第82回 浜風も秋めく遠足「ボチボチ歩こう根岸と中村川―横浜の高低差を体感する」
日程
- 2019年10月5日(土)
案内人
- 木下直之(静岡県立美術館)、平野正裕(横浜市)、澤田るい(横浜市)
解説者
- 門脇愛(馬の博物館)、ライアン・ホームバーグ(東京大学)
横浜が開港すると間もなく、幕末の内に居留地南の根岸台地には外国人遊歩道、競馬場、射撃場が置かれました。明治になると中国人墓地「中華義荘」(1892年には「地蔵王廟」建設)、1902年には根岸外国人墓地が山手のそれとは別に生まれ、さらに横浜の発展にともない日本人のための広大な共同墓地も開設されました。根岸は横浜港の後背地として、生者に対しては憩いの地を、死者に対しては永遠の眠りの地を提供してきたことになります。
戦後は競馬場を中心に占領軍に接収され、米軍住宅が建設されました。住宅地の返還は1984年になってからのことです。根岸森林公園も馬の博物館(1977年開館)も段階的な接収解除によって実現しました。この遠足では、都市が後背地をどのように開発利用してきたかをテーマに、3つの墓地を結び歩きながら、外国人の「居留と占領」が横浜の歴史をどのように彩ったかを考えます。最後には、台地を中村川に向かって一気に下り、横浜の高低差を体感します。横浜最古のピン結合トラス橋「浦舟橋」(1893年建設)が遠足の終着点です。
報告記事大島十二愛 OSHIMA Sonia(共立女子大学)
10月とは思えないほどの夏日となった当日、JR根岸線山手駅改札に集合するところからスタートした。普段の遠足と違うのは、お弁当を持参せよとのお達しがあったこと。なぜならスタート地点の駅界隈のコンビニを逃すと、ゴール地点の横浜橋商店街あたりまで飲食店はほぼ皆無と言われていたからだ。それぞれ飲料や保冷剤を調達しつつ、まぶしい日差しに照らされながら歩き始めた。
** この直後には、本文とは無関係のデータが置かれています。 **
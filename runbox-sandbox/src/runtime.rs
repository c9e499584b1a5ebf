//! Runtime trait and implementations

mod process;

use crate::execution::ExecutionId;
use crate::types::ExecutionOutcome;
use async_trait::async_trait;
use std::time::Duration;

pub use process::ProcessRuntime;

/// Runtime abstraction for executing screened code
#[async_trait]
pub trait Runtime: Send + Sync {
    /// Run `code` to completion or until `timeout` elapses.
    ///
    /// Implementations resolve every path, including spawn failures, to an
    /// [`ExecutionOutcome`]; they never return `Rejected`.
    async fn run(&self, id: ExecutionId, code: &str, timeout: Duration) -> ExecutionOutcome;

    /// Get runtime name
    fn name(&self) -> &str;
}
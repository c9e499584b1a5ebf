//! Logging setup for the server binary

use anyhow::{anyhow, Result};
use tracing_subscriber::EnvFilter;

#[derive(Debug, Clone, Copy, Default, PartialEq, Eq, clap::ValueEnum)]
pub enum LogFormat {
    #[default]
    Text,
    Json,
}

/// Install the global subscriber.
///
/// `RUST_LOG` wins when set; otherwise `info`, or `debug` with `verbose`.
pub fn init_tracing(verbose: bool, format: LogFormat) -> Result<()> {
    let level = if verbose { "debug" } else { "info" };
    let filter = EnvFilter::try_from_default_env().unwrap_or_else(|_| EnvFilter::new(level));

    let builder = tracing_subscriber::fmt()
        .with_env_filter(filter)
        .with_writer(std::io::stderr);

    let result = match format {
        LogFormat::Text => builder.try_init(),
        LogFormat::Json => builder.json().try_init(),
    };
    result.map_err(|e| anyhow!("Failed to initialize logging: {}", e))
}
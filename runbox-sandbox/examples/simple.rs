//! Simple sandbox example - screen and run a few snippets
//!
//! Uses `/bin/sh -s` as the interpreter so it runs without Python.

use runbox_sandbox::{ExecutionRequest, InterpreterConfig, SandboxConfig, SandboxService};

#[tokio::main]
async fn main() -> anyhow::Result<()> {
    // Initialize logging
    tracing_subscriber::fmt::init();

    let config = SandboxConfig {
        interpreter: InterpreterConfig::new("/bin/sh", ["-s"]),
        ..SandboxConfig::default()
    };
    let service = SandboxService::from_config(&config)?;

    println!("=== Sandbox Service Example ===\n");
    println!("Runtime: {}\n", service.runtime_name());

    println!("Example 1: Simple echo");
    execute_and_print(&service, ExecutionRequest::new("echo 'Hello from sandbox!'")).await?;

    println!("\nExample 2: Rejected by screening");
    execute_and_print(&service, ExecutionRequest::new("import os")).await?;

    println!("\nExample 3: Long running task with timeout");
    execute_and_print(
        &service,
        ExecutionRequest::new("sleep 10 && echo 'Done!'").with_timeout_ms(500.0),
    )
    .await?;

    println!("\nExample 4: Error to stderr");
    execute_and_print(&service, ExecutionRequest::new("echo 'Error message' >&2; exit 1")).await?;

    Ok(())
}

async fn execute_and_print(
    service: &SandboxService,
    request: ExecutionRequest,
) -> anyhow::Result<()> {
    let outcome = service.handle(request).await?;
    println!("  {}", outcome);
    Ok(())
}
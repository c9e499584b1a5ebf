//! Error types for the sandbox

use thiserror::Error;

pub type Result<T> = std::result::Result<T, SandboxError>;

/// Errors raised while assembling the sandbox from configuration.
///
/// Nothing in the execution path returns these: once a service is built,
/// every request resolves to an [`ExecutionOutcome`](crate::ExecutionOutcome)
/// or a [`ProtocolError`].
#[derive(Debug, Error)]
pub enum SandboxError {
    #[error("Invalid configuration: {0}")]
    Config(String),

    #[error("Invalid screening pattern: {0}")]
    Pattern(#[from] regex::Error),

    #[error("I/O error: {0}")]
    Io(#[from] std::io::Error),
}

/// Malformed execution request. Distinct from a screening rejection.
#[derive(Debug, Clone, PartialEq, Eq, Error)]
pub enum ProtocolError {
    #[error("Missing code")]
    MissingCode,

    #[error("Invalid request body: {0}")]
    InvalidBody(String),
}

impl From<serde_json::Error> for ProtocolError {
    fn from(e: serde_json::Error) -> Self {
        ProtocolError::InvalidBody(e.to_string())
    }
}
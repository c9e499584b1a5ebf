//! runbox sandbox - screened, deadline-bounded code execution
//!
//! Accepts a snippet of interpreted code, screens it for dangerous imports
//! and dynamic-evaluation calls, and runs accepted code in a fresh
//! interpreter process with a hard wall-clock deadline.

mod config;
mod error;
mod execution;
mod limits;
mod policy;
mod runtime;
mod screener;
mod service;
mod types;

pub use config::{InterpreterConfig, SandboxConfig};
pub use error::{ProtocolError, Result, SandboxError};
pub use execution::{ExecutionId, ExecutionPhase, ExecutionTracker};
pub use limits::{ExecutionLimits, DEFAULT_GRACE_PERIOD, DEFAULT_TIMEOUT};
pub use policy::{ScreeningPolicy, DEFAULT_ALLOWED_MODULES, DEFAULT_BLOCKED_MODULES};
pub use runtime::{ProcessRuntime, Runtime};
pub use screener::{CodeScreener, Rejection};
pub use service::SandboxService;
pub use types::{ExecutionOutcome, ExecutionRequest, ExecutionResponse};
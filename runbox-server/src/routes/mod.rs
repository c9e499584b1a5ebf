//! HTTP routes

mod execute;
mod health;

use crate::AppState;
use axum::{
    extract::Request,
    http::{header, HeaderValue, Method, StatusCode},
    middleware::{self, Next},
    response::{IntoResponse, Response},
    routing::{get, post},
    Json, Router,
};
use serde_json::json;
use tower_http::trace::TraceLayer;

pub const ALLOW_ORIGIN: &str = "*";
pub const ALLOW_METHODS: &str = "GET,POST,OPTIONS";
pub const ALLOW_HEADERS: &str = "Content-Type";

/// Create the service router
pub fn create_router(state: AppState) -> Router {
    Router::new()
        .route("/health", get(health::health))
        .route("/execute", post(execute::execute))
        .fallback(not_found)
        .with_state(state)
        .layer(middleware::from_fn(cors))
        .layer(TraceLayer::new_for_http())
}

/// Answers every preflight and stamps the CORS headers on all responses
async fn cors(request: Request, next: Next) -> Response {
    let mut response = if request.method() == Method::OPTIONS {
        StatusCode::NO_CONTENT.into_response()
    } else {
        next.run(request).await
    };

    let headers = response.headers_mut();
    headers.insert(
        header::ACCESS_CONTROL_ALLOW_ORIGIN,
        HeaderValue::from_static(ALLOW_ORIGIN),
    );
    headers.insert(
        header::ACCESS_CONTROL_ALLOW_METHODS,
        HeaderValue::from_static(ALLOW_METHODS),
    );
    headers.insert(
        header::ACCESS_CONTROL_ALLOW_HEADERS,
        HeaderValue::from_static(ALLOW_HEADERS),
    );
    response
}

async fn not_found() -> (StatusCode, Json<serde_json::Value>) {
    (StatusCode::NOT_FOUND, Json(json!({ "error": "Not found" })))
}
//! Listener loop and shutdown handling

use crate::routes::create_router;
use crate::AppState;
use anyhow::{Context, Result};
use std::future::Future;
use tokio::net::TcpListener;
use tracing::info;

/// Serve until `shutdown` resolves, then drain in-flight requests
pub async fn serve<F>(listener: TcpListener, state: AppState, shutdown: F) -> Result<()>
where
    F: Future<Output = ()> + Send + 'static,
{
    let app = create_router(state);

    let bind_addr = listener
        .local_addr()
        .context("Failed to obtain server bind address")?;
    info!("Starting runbox server on {}", bind_addr);

    axum::serve(listener, app)
        .with_graceful_shutdown(shutdown)
        .await
        .context("Server error")?;

    info!("Server stopped");
    Ok(())
}

/// Resolves on Ctrl-C, or SIGTERM on unix
pub async fn shutdown_signal() {
    let ctrl_c = async {
        if let Err(e) = tokio::signal::ctrl_c().await {
            tracing::error!("Failed to listen for Ctrl-C: {}", e);
            std::future::pending::<()>().await;
        }
    };

    #[cfg(unix)]
    let terminate = async {
        match tokio::signal::unix::signal(tokio::signal::unix::SignalKind::terminate()) {
            Ok(mut signal) => {
                signal.recv().await;
            }
            Err(e) => {
                tracing::error!("Failed to listen for SIGTERM: {}", e);
                std::future::pending::<()>().await;
            }
        }
    };

    #[cfg(not(unix))]
    let terminate = std::future::pending::<()>();

    tokio::select! {
        _ = ctrl_c => info!("Received Ctrl-C, shutting down"),
        _ = terminate => info!("Received SIGTERM, shutting down"),
    }
}
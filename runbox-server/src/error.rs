//! Error types for the HTTP layer

use axum::http::StatusCode;
use axum::response::{IntoResponse, Response};
use axum::Json;
use runbox_sandbox::{ExecutionResponse, ProtocolError};
use thiserror::Error;

#[derive(Error, Debug)]
pub enum ApiError {
    /// Malformed request; never reaches screening
    #[error(transparent)]
    Protocol(#[from] ProtocolError),
}

impl ApiError {
    pub fn status_code(&self) -> StatusCode {
        match self {
            ApiError::Protocol(_) => StatusCode::BAD_REQUEST,
        }
    }
}

impl IntoResponse for ApiError {
    fn into_response(self) -> Response {
        let status = self.status_code();
        let body = match &self {
            ApiError::Protocol(e) => ExecutionResponse::protocol_error(e),
        };
        (status, Json(body)).into_response()
    }
}
use axum::Json;
use serde_json::{json, Value};

/// Liveness probe
pub(super) async fn health() -> Json<Value> {
    Json(json!({ "status": "ok" }))
}
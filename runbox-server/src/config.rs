//! Server configuration
//!
//! Layered lowest to highest: built-in defaults, TOML file, `RUNBOX_*`
//! environment variables, command-line overrides. Fixed once the server
//! starts.

use anyhow::{anyhow, Context, Result};
use runbox_sandbox::SandboxConfig;
use serde::{Deserialize, Serialize};
use std::path::Path;
use std::time::Duration;

pub const ENV_CONFIG: &str = "RUNBOX_CONFIG";
pub const ENV_HOST: &str = "RUNBOX_HOST";
pub const ENV_PORT: &str = "RUNBOX_PORT";
pub const ENV_DEFAULT_TIMEOUT_MS: &str = "RUNBOX_DEFAULT_TIMEOUT_MS";
pub const ENV_GRACE_PERIOD_MS: &str = "RUNBOX_GRACE_PERIOD_MS";
pub const ENV_MAX_TIMEOUT_MS: &str = "RUNBOX_MAX_TIMEOUT_MS";
pub const ENV_INTERPRETER: &str = "RUNBOX_INTERPRETER";

#[derive(Debug, Clone, PartialEq, Eq, Serialize, Deserialize)]
pub struct ServerConfig {
    #[serde(default = "ServerConfig::default_host")]
    pub host: String,

    #[serde(default = "ServerConfig::default_port")]
    pub port: u16,

    /// `[interpreter]`, `[limits]` and `[policy]` tables
    #[serde(flatten)]
    pub sandbox: SandboxConfig,
}

/// Values given on the command line
#[derive(Debug, Clone, Default)]
pub struct ConfigOverrides {
    pub host: Option<String>,
    pub port: Option<u16>,
    pub default_timeout_ms: Option<u64>,
    pub interpreter: Option<String>,
}

impl Default for ServerConfig {
    fn default() -> Self {
        Self {
            host: Self::default_host(),
            port: Self::default_port(),
            sandbox: SandboxConfig::default(),
        }
    }
}

impl ServerConfig {
    fn default_host() -> String {
        "0.0.0.0".to_string()
    }

    fn default_port() -> u16 {
        8000
    }

    /// Defaults, then `path` if given, then the process environment
    pub fn load(path: Option<&Path>) -> Result<Self> {
        let mut config = match path {
            Some(path) => Self::from_file(path)?,
            None => Self::default(),
        };
        config.apply_env(|key| std::env::var(key).ok())?;
        Ok(config)
    }

    pub fn from_file(path: &Path) -> Result<Self> {
        let content = std::fs::read_to_string(path)
            .with_context(|| format!("Failed to read config file {}", path.display()))?;
        Self::from_toml(&content)
            .with_context(|| format!("Failed to parse config file {}", path.display()))
    }

    pub fn from_toml(content: &str) -> Result<Self> {
        Ok(toml::from_str(content)?)
    }

    /// Apply `RUNBOX_*` variables as resolved by `lookup`
    pub fn apply_env<F>(&mut self, lookup: F) -> Result<()>
    where
        F: Fn(&str) -> Option<String>,
    {
        if let Some(host) = lookup(ENV_HOST) {
            self.host = host;
        }
        if let Some(port) = lookup(ENV_PORT) {
            self.port = parse_var(ENV_PORT, &port)?;
        }
        if let Some(ms) = lookup(ENV_DEFAULT_TIMEOUT_MS) {
            self.sandbox.limits.default_timeout =
                Duration::from_millis(parse_var(ENV_DEFAULT_TIMEOUT_MS, &ms)?);
        }
        if let Some(ms) = lookup(ENV_GRACE_PERIOD_MS) {
            self.sandbox.limits.grace_period =
                Duration::from_millis(parse_var(ENV_GRACE_PERIOD_MS, &ms)?);
        }
        if let Some(ms) = lookup(ENV_MAX_TIMEOUT_MS) {
            self.sandbox.limits.max_timeout =
                Some(Duration::from_millis(parse_var(ENV_MAX_TIMEOUT_MS, &ms)?));
        }
        if let Some(program) = lookup(ENV_INTERPRETER) {
            self.sandbox.interpreter.program = program;
        }
        Ok(())
    }

    pub fn apply_overrides(&mut self, overrides: &ConfigOverrides) {
        if let Some(host) = &overrides.host {
            self.host = host.clone();
        }
        if let Some(port) = overrides.port {
            self.port = port;
        }
        if let Some(ms) = overrides.default_timeout_ms {
            self.sandbox.limits.default_timeout = Duration::from_millis(ms);
        }
        if let Some(program) = &overrides.interpreter {
            self.sandbox.interpreter.program = program.clone();
        }
    }

    pub fn validate(&self) -> Result<()> {
        if self.host.trim().is_empty() {
            return Err(anyhow!("host must not be empty"));
        }
        self.sandbox.validate()?;
        Ok(())
    }

    pub fn bind_addr(&self) -> String {
        format!("{}:{}", self.host, self.port)
    }

    pub fn to_toml(&self) -> Result<String> {
        toml::to_string_pretty(self).context("Failed to serialize configuration")
    }
}

fn parse_var<T>(name: &str, value: &str) -> Result<T>
where
    T: std::str::FromStr,
    T::Err: std::error::Error + Send + Sync + 'static,
{
    value
        .trim()
        .parse()
        .with_context(|| format!("Invalid {}: '{}'", name, value))
}
//! Sandbox service - main entry point

use crate::config::SandboxConfig;
use crate::error::{ProtocolError, Result};
use crate::execution::ExecutionId;
use crate::limits::ExecutionLimits;
use crate::runtime::{ProcessRuntime, Runtime};
use crate::screener::CodeScreener;
use crate::types::{ExecutionOutcome, ExecutionRequest};
use std::sync::Arc;
use std::time::Duration;

/// Screens requests and hands accepted code to a runtime.
///
/// Cheap to clone; all state is immutable and shared.
#[derive(Clone)]
pub struct SandboxService {
    runtime: Arc<dyn Runtime>,
    screener: Arc<CodeScreener>,
    limits: ExecutionLimits,
}

impl SandboxService {
    /// Create a new sandbox service with the given runtime
    pub fn new(runtime: impl Runtime + 'static, screener: CodeScreener, limits: ExecutionLimits) -> Self {
        Self {
            runtime: Arc::new(runtime),
            screener: Arc::new(screener),
            limits,
        }
    }

    /// Build the process-backed service described by `config`
    pub fn from_config(config: &SandboxConfig) -> Result<Self> {
        config.validate()?;

        let runtime = ProcessRuntime::new(config.interpreter.clone())
            .with_grace_period(config.limits.grace_period);
        let screener = CodeScreener::new(config.policy.clone())?;

        Ok(Self::new(runtime, screener, config.limits.clone()))
    }

    /// Handle one execution request.
    ///
    /// A missing or empty `code` is a protocol error and never reaches
    /// screening. Screening rejections come back as
    /// [`ExecutionOutcome::Rejected`] without a process being spawned.
    pub async fn handle(
        &self,
        request: ExecutionRequest,
    ) -> std::result::Result<ExecutionOutcome, ProtocolError> {
        let code = request.code().ok_or(ProtocolError::MissingCode)?;

        if let Some(rejection) = self.screener.screen(code) {
            tracing::info!(
                code_len = code.len(),
                reason = %rejection,
                "Rejected code during screening"
            );
            return Ok(ExecutionOutcome::Rejected {
                reason: rejection.to_string(),
            });
        }

        let id = ExecutionId::new();
        let timeout = self.effective_timeout(request.timeout_ms);
        tracing::info!(
            execution_id = %id,
            runtime = self.runtime.name(),
            code_len = code.len(),
            timeout_ms = timeout.as_millis() as u64,
            "Executing code"
        );

        let outcome = self.runtime.run(id, code, timeout).await;

        tracing::info!(
            execution_id = %id,
            outcome = outcome.kind(),
            elapsed_ms = outcome.elapsed_ms(),
            "Execution finished"
        );
        Ok(outcome)
    }

    /// Deadline applied to a request asking for `requested_ms`
    pub fn effective_timeout(&self, requested_ms: Option<f64>) -> Duration {
        self.limits.effective_timeout(requested_ms)
    }

    pub fn limits(&self) -> &ExecutionLimits {
        &self.limits
    }

    pub fn screener(&self) -> &CodeScreener {
        &self.screener
    }

    /// Get the runtime name
    pub fn runtime_name(&self) -> &str {
        self.runtime.name()
    }
}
最初に向かったのは根岸外国人墓地。1880年に当時内務省が山手外国人墓地の後継地として墓地建設を認可し、1902年に開設されて以来、横浜市が管理を行っている。墓地の入口に掲げられた案内板は、文字の判読が困難を極めるほど色褪せ、もはや案内板の役割を十分には果たせずにいた。敷地内に入ると、大きな墓石や十字架が目に入る。この場所が、戦後米軍による接収をうけて朝鮮戦争時に仮埋葬地として使用されたこと、墓地の上方にある仲尾台中学校の生徒と教師らの調査によれば、敗戦後の占領下で米国人兵士と日本人女性の間に生まれた乳幼児の遺体が多く埋葬されていること等が木下氏によって解説された。墓地内は普段多くの人が訪れるような場所ではないらしく、あちらこちらに大きな蜘蛛の巣が張り、献花などもなかった。敷地内の上段に上ると、足元に小さな墓碑がいくつも出現する。草が茂っているため、危うく踏んでしまいそうになったが、慎重に歩みを進め奥へ行くと、「An ANGEL not by chance but by choice」と書かれている墓碑があった。生没年から生まれてすぐに亡くなった幼子のお墓であることが分かる。観光地化され華やかなイメージをもつ山手外国人墓地とは対照的に、ひそやかに時を刻む根岸外国人墓地。戦後の混乱のなかで根岸という地が背負わされてきた歴史を垣間見た気がした。
次に訪れたのは、根岸競馬記念公苑・馬の博物館と根岸森林公園。緑豊かで市民憩いの場となっている同地は、1866(慶応2)年に外国人専用の娯楽施設として初めて日本で開設された根岸競馬場跡地である。馬の博物館で開催されていた企画展「名馬と武将」を鑑賞し、同館学芸部の門脇氏に競馬場の沿革と戦後について解説いただいた。根岸競馬場で最初のレースが行われたのは1867(慶応3)年のこと、居留外国人にとって念願であった本格的洋式競馬場が整備され、定期的に競馬が楽しめるようになったのである。競馬場竣工当初は、居留外国人のみが利用していたというが、徐々に日本人も参加できるようになった。1880(明治13)年代になると、伊藤博文・西郷従道ら明治新政府の関係者たちも自ら競走馬を所有し愛馬をレースに出すようになり、その勝敗に一喜一憂する様子が当時の雑誌や新聞にポンチ絵と共に面白可笑しく紹介されていた。こうして根岸競馬場は、近代日本の政府関係者と海外要人との外交上の重要な社交場としても利用されるようになっていったのである。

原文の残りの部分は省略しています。